Do you train with a heart rate monitor?

They can be a useful tool to let you know what your actual effort is while you are working out, keeping you honest when you are trying to run fast and making sure you don’t overdo things when you are trying to stay slow.

Heart rate monitors are much more accurate at telling you your level of exertion than merely looking at the time it takes you to cover a specific distance. They will take into account all factors, such as hills, heat, how much sleep you got, how well you’ve been eating, and motivated you are during any specific run.

Of course, if you don’t know what the numbers refer to then you will have trouble interpreting the data. In fact, if you aren’t using an accurate and individualized scale, then you might even hurt your workouts by running too fast or too slow based on your own needs.

Most heart rate training involves running at a percentage of your max heart rate, which is the fastest that your heart can beat in any given minute. The most common way to calculate your max heart rate is to subtract your age from 220.

There is no formula that you can use that will accurately tell you your maximum heart rate. When I was in my teens I could get my heart rate into the 230s and even in my 30s can still get into the low 200 beats per minute.

Rather than using a general formula, I recommend that you find your effective max by actually elevating your heart rate during a workout. It isn’t very easy but this is just a periodic test that you can do to see where you are at.

  1. Warm up for 15 to 20 minutes (easy)
  2. 3×800m w/90 seconds recovery (hard)
  3. 2 or 3×400m w/30 seconds recovery (as fast as possible)
  4. Cool down for 15 to 20 minutes (easy)

Start the workout with a light warm up, such as a 15 or 20 minute jog.
The workout itself will be more effective if you can find a steep hill, but for safety reasons I recommend going to a track where it is easy to go fast without having to worry as much about dodging obstacles or traffic.

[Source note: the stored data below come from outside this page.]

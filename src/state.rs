//! Snapshots of the dynamic parts of a puzzle

use crate::puzzle::ItemKind;
use itertools::Itertools as _;

/// Values of all dynamic elements and locations of all items.
///
/// Element values are stored in the order of
/// [`Puzzle::dynamic_elements`](crate::puzzle::Puzzle::dynamic_elements),
/// item locations are node indices in the order of
/// [`Puzzle::items`](crate::puzzle::Puzzle::items).
/// Equality of this type is representational,
/// use [`PuzzleState::key`] to compare states semantically.
#[derive(Clone, PartialEq, Eq, Hash, Debug, Default)]
pub struct PuzzleState {
	element_values: Vec<bool>,
	item_nodes: Vec<usize>,
}

/// Canonical form of a [`PuzzleState`].
///
/// Element values keep their order, because a toggle on in node 1 and off in node 2
/// differs from the opposite. Items are sorted by kind and location,
/// because a ball in node 1 and a ball in node 2 is the same as the other way around.
#[derive(Clone, PartialEq, Eq, Hash, Debug)]
pub struct StateKey {
	element_values: Vec<bool>,
	items: Vec<(ItemKind, usize)>,
}

impl PuzzleState {
	pub fn new(element_values: Vec<bool>, item_nodes: Vec<usize>) -> Self {
		Self {
			element_values,
			item_nodes,
		}
	}

	pub fn element_values(&self) -> &[bool] {
		&self.element_values
	}

	pub fn item_nodes(&self) -> &[usize] {
		&self.item_nodes
	}

	pub fn element_value(&self, index: usize) -> Option<bool> {
		self.element_values.get(index).copied()
	}

	pub fn set_element_value(&mut self, index: usize, value: bool) {
		if let Some(slot) = self.element_values.get_mut(index) {
			*slot = value;
		}
	}

	pub fn item_node(&self, index: usize) -> Option<usize> {
		self.item_nodes.get(index).copied()
	}

	pub fn set_item_node(&mut self, index: usize, node: usize) {
		if let Some(slot) = self.item_nodes.get_mut(index) {
			*slot = node;
		}
	}

	/// Builds the canonical key, `item_kinds` lists the kind of every item in order
	pub fn key(&self, item_kinds: &[ItemKind]) -> StateKey {
		StateKey {
			element_values: self.element_values.clone(),
			items: item_kinds
				.iter()
				.copied()
				.zip(self.item_nodes.iter().copied())
				.sorted_unstable()
				.collect(),
		}
	}
}

#[cfg(test)]
mod test {
	use super::*;

	#[test]
	fn interchangeable_items_share_a_key() {
		let kinds = [ItemKind::Player, ItemKind::Ball, ItemKind::Ball];
		let a = PuzzleState::new(vec![true, false], vec![0, 1, 2]);
		let b = PuzzleState::new(vec![true, false], vec![0, 2, 1]);
		assert_ne!(a, b);
		assert_eq!(a.key(&kinds), b.key(&kinds));
	}

	#[test]
	fn items_of_different_kinds_are_not_interchangeable() {
		let kinds = [ItemKind::Player, ItemKind::Ball];
		let a = PuzzleState::new(vec![], vec![0, 1]);
		let b = PuzzleState::new(vec![], vec![1, 0]);
		assert_ne!(a.key(&kinds), b.key(&kinds));
	}

	#[test]
	fn element_order_matters() {
		let a = PuzzleState::new(vec![true, false], vec![]);
		let b = PuzzleState::new(vec![false, true], vec![]);
		assert_ne!(a.key(&[]), b.key(&[]));
	}

	#[test]
	fn out_of_range_access_is_ignored() {
		let mut state = PuzzleState::new(vec![false], vec![3]);
		state.set_element_value(5, true);
		state.set_item_node(2, 0);
		assert_eq!(state.element_value(5), None);
		assert_eq!(state.item_node(2), None);
		assert_eq!(state, PuzzleState::new(vec![false], vec![3]));
	}
}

The 800 meter repeats should be performed at a very good pace, but will not be all out. You should find that 90 seconds of rest will be more than enough to recover before starting the next one. At the beginning of each rest period, check your heart rate to see what it gets up to.

After the 800s, run 2 or 3 by 400 meters as fast as you can, with only 30 seconds rest. Check your heart rate as soon as you finish each repeat, unless your heart rate monitor tracks your max for you in which case you don’t need to look. These 400 meter repeats are going to be very difficult, because you will be tired from running the 800s and will not be getting enough rest to recover in between each repeat.

Finish up with 15 to 20 minutes easy recovery jogging. Whatever you got your heart rate up to is a much better indication of around where your max is than the old formula of 220 minus your age.